肺炎でお世話になった病院
コロナ禍の一年前に京都の宇治徳洲会病院に、誤嚥性肺炎とアレルギー性の肺炎で20日程入院をし、退院後8ヶ月通院、その後に中国で騒動が起き、日本にも飛び火してきた。逼迫した状況になる前に退院、完治したのは運が良かったと思う。私が入院した病棟は呼吸器内科がメインの階であった。そういう事もあり書籍の背表紙に徳洲会とあったので手を取った次第である。私の主治医と世話をしてくれた病棟の看護師さん達もコロナ禍の対応に巻き込まれたのだろうと思っていたので、パラパラとめくって見ると宇治徳洲会病院の事も若干書いてあり、図書館にて借用した。
徳田虎雄氏のポリシーを具現化した病院
若い時、徳田虎雄氏の事を書いた本を読んだ事もあり、すごい信念を持った人だという認識は持っていたが、今回読んだ本は徳田氏本人ではなく、そのポリシーを実践している人達の話である。コロナ禍で周りの病院が敬遠する中で、如何に急病人を受け入れる続ける決断と実行していくのかを追ったドキュメンタリーである。眼の前に医者が必要としている患者がいたら、診るという信念である。
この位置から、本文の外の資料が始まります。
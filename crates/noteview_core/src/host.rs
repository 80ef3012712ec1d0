//! Contract of the container hosting a note presenter.

use crate::association::AssociatedNotes;
use crate::diagram::bridge::LiveEditBuffer;
use crate::model::note::NoteId;

/// Host views whose activity gates late results.
#[derive(Debug, Clone, Copy, PartialEq, Eq)]
pub enum Facet {
    ViewNote,
    EditNote,
    Outlines,
}

/// Signals a presenter sends to its container.
///
/// The live-edit buffer supertrait receives exported diagram payloads.
pub trait PresenterHost: LiveEditBuffer {
    fn is_facet_active(&self, facet: Facet) -> bool;
    /// Shows related notes next to the displayed note.
    fn show_associations(&mut self, associations: &AssociatedNotes);
    fn open_editor(&mut self, note_id: NoteId);
    /// Handles an activated link; the surface never navigates by itself.
    fn open_link(&mut self, url: &str);
    /// Saves the editor buffer and leaves the editor.
    fn save_and_close_editor(&mut self);
    /// Leaves the note view for the outline list.
    fn show_outlines(&mut self);
}
//! Reusable markup buffer.

use crate::config::DEFAULT_RENDER_BUFFER_CAPACITY;

/// Scratch buffer reused across render passes.
///
/// The capacity is only a hint for append performance; contents are cleared
/// at the start of every pass.
#[derive(Debug)]
pub struct RenderCache {
    buffer: String,
    capacity_hint: usize,
}

impl RenderCache {
    pub fn with_capacity(capacity_hint: usize) -> Self {
        Self {
            buffer: String::with_capacity(capacity_hint),
            capacity_hint,
        }
    }

    /// Clears and returns the buffer for a new pass.
    pub fn scratch(&mut self) -> &mut String {
        self.buffer.clear();
        if self.buffer.capacity() < self.capacity_hint {
            self.buffer.reserve(self.capacity_hint);
        }
        &mut self.buffer
    }

    /// Markup produced by the last pass.
    pub fn as_str(&self) -> &str {
        &self.buffer
    }
}

impl Default for RenderCache {
    fn default() -> Self {
        Self::with_capacity(DEFAULT_RENDER_BUFFER_CAPACITY)
    }
}

#[cfg(test)]
mod tests {
    use super::RenderCache;

    #[test]
    fn scratch_clears_previous_pass() {
        let mut cache = RenderCache::with_capacity(16);
        cache.scratch().push_str("first");
        assert_eq!(cache.as_str(), "first");
        cache.scratch().push_str("second");
        assert_eq!(cache.as_str(), "second");
        assert!(cache.scratch().capacity() >= 16);
    }
}
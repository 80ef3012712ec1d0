//! Note domain model as seen by the rendering core.
//!
//! # Responsibility
//! - Define the note record consumed by presenter render passes.
//! - Provide the mark-as-read hook the presenter triggers on refresh.
//!
//! # Invariants
//! - `id` is stable and never reused for another note.
//! - Rendering never mutates `name` or `description`; only `make_read`
//!   touches read-state fields.
//! - Unknown type tags are preserved verbatim and rendered as plain text.

use serde::de::Error as _;
use serde::{Deserialize, Deserializer, Serialize, Serializer};
use std::error::Error;
use std::fmt::{Display, Formatter};
use std::time::{SystemTime, UNIX_EPOCH};
use uuid::Uuid;

/// Stable identifier of a note owned by the outline model.
pub type NoteId = Uuid;

/// Type tag name used by diagram notes.
pub const DIAGRAM_TYPE_TAG: &str = "Diagram";
/// Type tag name used by ordinary markdown notes.
pub const NOTE_TYPE_TAG: &str = "Note";

/// Note type tag.
///
/// Serialized as the plain tag string (`"Note"`, `"Diagram"`, ...).
#[derive(Debug, Clone, PartialEq, Eq, Hash)]
pub enum NoteType {
    /// Ordinary markdown note.
    Note,
    /// Embedded diagram; description holds the editor payload.
    Diagram,
    /// Tag not recognized by this core.
    Other(String),
}

impl NoteType {
    /// Parses a type tag, keeping unknown tags as `Other`.
    pub fn from_tag(tag: &str) -> Self {
        match tag.trim() {
            NOTE_TYPE_TAG => Self::Note,
            DIAGRAM_TYPE_TAG => Self::Diagram,
            other => Self::Other(other.to_string()),
        }
    }

    pub fn as_tag(&self) -> &str {
        match self {
            Self::Note => NOTE_TYPE_TAG,
            Self::Diagram => DIAGRAM_TYPE_TAG,
            Self::Other(tag) => tag.as_str(),
        }
    }

    pub fn is_diagram(&self) -> bool {
        matches!(self, Self::Diagram)
    }

    /// Whether the converter should treat this type as recognized markdown.
    pub fn is_recognized(&self) -> bool {
        !matches!(self, Self::Other(_))
    }
}

impl Display for NoteType {
    fn fmt(&self, f: &mut Formatter<'_>) -> std::fmt::Result {
        f.write_str(self.as_tag())
    }
}

impl Serialize for NoteType {
    fn serialize<S: Serializer>(&self, serializer: S) -> Result<S::Ok, S::Error> {
        serializer.serialize_str(self.as_tag())
    }
}

impl<'de> Deserialize<'de> for NoteType {
    fn deserialize<D: Deserializer<'de>>(deserializer: D) -> Result<Self, D::Error> {
        let tag = String::deserialize(deserializer)?;
        if tag.trim().is_empty() {
            return Err(D::Error::custom("note type tag cannot be empty"));
        }
        Ok(Self::from_tag(&tag))
    }
}

/// Note description body.
///
/// The outline model stores descriptions as line blocks; imports and the
/// diagram editor hand over raw strings.
#[derive(Debug, Clone, PartialEq, Eq, Serialize, Deserialize)]
#[serde(untagged)]
pub enum Description {
    Blocks(Vec<String>),
    Raw(String),
}

impl Description {
    /// Returns the description as one string, blocks joined by `\n`.
    pub fn as_string(&self) -> String {
        match self {
            Self::Blocks(blocks) => blocks.join("\n"),
            Self::Raw(raw) => raw.clone(),
        }
    }
}

impl Default for Description {
    fn default() -> Self {
        Self::Blocks(Vec::new())
    }
}

/// Validation errors for note construction.
#[derive(Debug, Clone, PartialEq, Eq)]
pub enum NoteValidationError {
    NilId,
    EmptyName,
}

impl Display for NoteValidationError {
    fn fmt(&self, f: &mut Formatter<'_>) -> std::fmt::Result {
        match self {
            Self::NilId => write!(f, "note id must not be nil"),
            Self::EmptyName => write!(f, "note name must not be empty"),
        }
    }
}

impl Error for NoteValidationError {}

/// Note record owned by the outline/document model.
#[derive(Debug, Clone, PartialEq, Eq, Serialize, Deserialize)]
pub struct Note {
    pub id: NoteId,
    /// Serialized as `type` to match the outline file schema.
    #[serde(rename = "type")]
    pub note_type: NoteType,
    pub name: String,
    pub description: Description,
    /// Number of times the note was displayed.
    #[serde(default)]
    pub reads: u32,
    /// Unix epoch milliseconds of the last display, if any.
    #[serde(default)]
    pub read_at: Option<i64>,
}

impl Note {
    /// Creates a note with a generated stable ID.
    pub fn new(note_type: NoteType, name: impl Into<String>) -> Self {
        Self {
            id: Uuid::new_v4(),
            note_type,
            name: name.into(),
            description: Description::default(),
            reads: 0,
            read_at: None,
        }
    }

    /// Creates a note with a caller-provided ID, e.g. when loading an outline.
    pub fn with_id(
        id: NoteId,
        note_type: NoteType,
        name: impl Into<String>,
    ) -> Result<Self, NoteValidationError> {
        if id.is_nil() {
            return Err(NoteValidationError::NilId);
        }
        let name = name.into();
        if name.trim().is_empty() {
            return Err(NoteValidationError::EmptyName);
        }
        let mut note = Self::new(note_type, name);
        note.id = id;
        Ok(note)
    }

    pub fn with_description(mut self, description: Description) -> Self {
        self.description = description;
        self
    }

    pub fn description_as_string(&self) -> String {
        self.description.as_string()
    }

    /// Records one display of this note.
    pub fn make_read(&mut self) {
        self.reads = self.reads.saturating_add(1);
        self.read_at = Some(now_epoch_millis());
    }

    /// Flattens name and description for association scoring.
    pub fn association_text(&self, delimiter: char) -> String {
        let description = self.description_as_string();
        let mut text = String::with_capacity(self.name.len() + 1 + description.len());
        text.push_str(&self.name);
        text.push(delimiter);
        text.push_str(&description);
        text
    }
}

fn now_epoch_millis() -> i64 {
    SystemTime::now()
        .duration_since(UNIX_EPOCH)
        .map(|elapsed| elapsed.as_millis() as i64)
        .unwrap_or(0)
}
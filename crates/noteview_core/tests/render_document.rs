use noteview_core::{
    Description, DocumentConverter, LineBlockParser, MarkdownParser, Note, NoteType, RenderRequest,
};

fn persisted(description: &str) -> RenderRequest {
    let note = Note::new(NoteType::Note, "Plain")
        .with_description(Description::Raw(description.to_string()));
    RenderRequest::persisted(&note)
}

#[test]
fn emphasis_is_rendered_without_links_when_autolink_is_off() {
    let mut converter = DocumentConverter::markdown(1.0);
    let doc = converter.render(&persisted("hello *world*"), false, 0);
    assert!(doc.as_str().contains("hello <em>world</em>"));
    assert!(!doc.as_str().contains("<a "));
}

#[test]
fn identical_input_renders_identical_bytes() {
    let source = "# Plan\n\n- [ ] item with https://example.com\n\n| a | b |\n|---|---|\n| 1 | 2 |";
    let mut first = DocumentConverter::markdown(1.0);
    let mut second = DocumentConverter::markdown(1.0);
    for autolink in [false, true] {
        let a = first.render(&persisted(source), autolink, 0);
        let b = second.render(&persisted(source), autolink, 0);
        let again = first.render(&persisted(source), autolink, 0);
        assert_eq!(a, b);
        assert_eq!(a, again);
    }
}

#[test]
fn autolink_wraps_bare_urls_in_persisted_notes() {
    let mut converter = DocumentConverter::markdown(1.0);
    let doc = converter.render(&persisted("read https://example.com/docs today"), true, 0);
    assert!(doc
        .as_str()
        .contains("<a href=\"https://example.com/docs\">https://example.com/docs</a>"));
}

#[test]
fn malformed_markdown_degrades_to_text() {
    let mut converter = DocumentConverter::markdown(1.0);
    let doc = converter.render(&persisted("**unclosed [link]( <b>"), false, 0);
    assert!(doc.as_str().contains("unclosed"));
    assert!(doc.as_str().ends_with("</html>\n"));
}

#[test]
fn note_name_is_escaped() {
    let note = Note::new(NoteType::Note, "<script>alert(1)</script>");
    let mut converter = DocumentConverter::markdown(1.0);
    let doc = converter.render(&RenderRequest::persisted(&note), false, 0);
    assert!(!doc.as_str().contains("<script>alert"));
    assert!(doc.as_str().contains("&lt;script&gt;"));
}

#[test]
fn live_request_from_parsed_blocks_matches_persisted_rendering() {
    let raw = "line one\r\n*two*\r\n";
    let blocks = LineBlockParser.parse(raw);
    let live = RenderRequest::live("Plain", &blocks, NoteType::Note);

    let note = Note::new(NoteType::Note, "Plain")
        .with_description(Description::Blocks(vec!["line one".into(), "*two*".into()]));
    let stored = RenderRequest::persisted(&note);

    let mut converter = DocumentConverter::markdown(1.0);
    let live_doc = converter.render(&live, false, 0);
    let stored_doc = converter.render(&stored, false, 0);
    assert_eq!(live_doc, stored_doc);
}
巻末に近い所で、ある女医さんが医者の長時間労働に関して述べた事が印象に残った。 「上司に労働基準法は関係ないといわれる、それがかっこいいな、と。医者という職業は聖職の一つだと私は思ったんです。24時間365日、祝日も夜間も働くことを要求されている。だから、”働き方改革”の話を聞いた時は『ああ、医者もついに普通の労働者になるんだな』と思いました。仕方のない流れかもしれません。でも本当は聖職である、社会からいつも求められている、いうプロ意識だけは若い医師にもっていてほしい。その意識があれば,『夜間や休日は働きたくない』という気持ちは出てこないはずです。」
今後、社会がどう変わろうが、徳洲会のポリシーだけは失って欲しくないと思う次第である。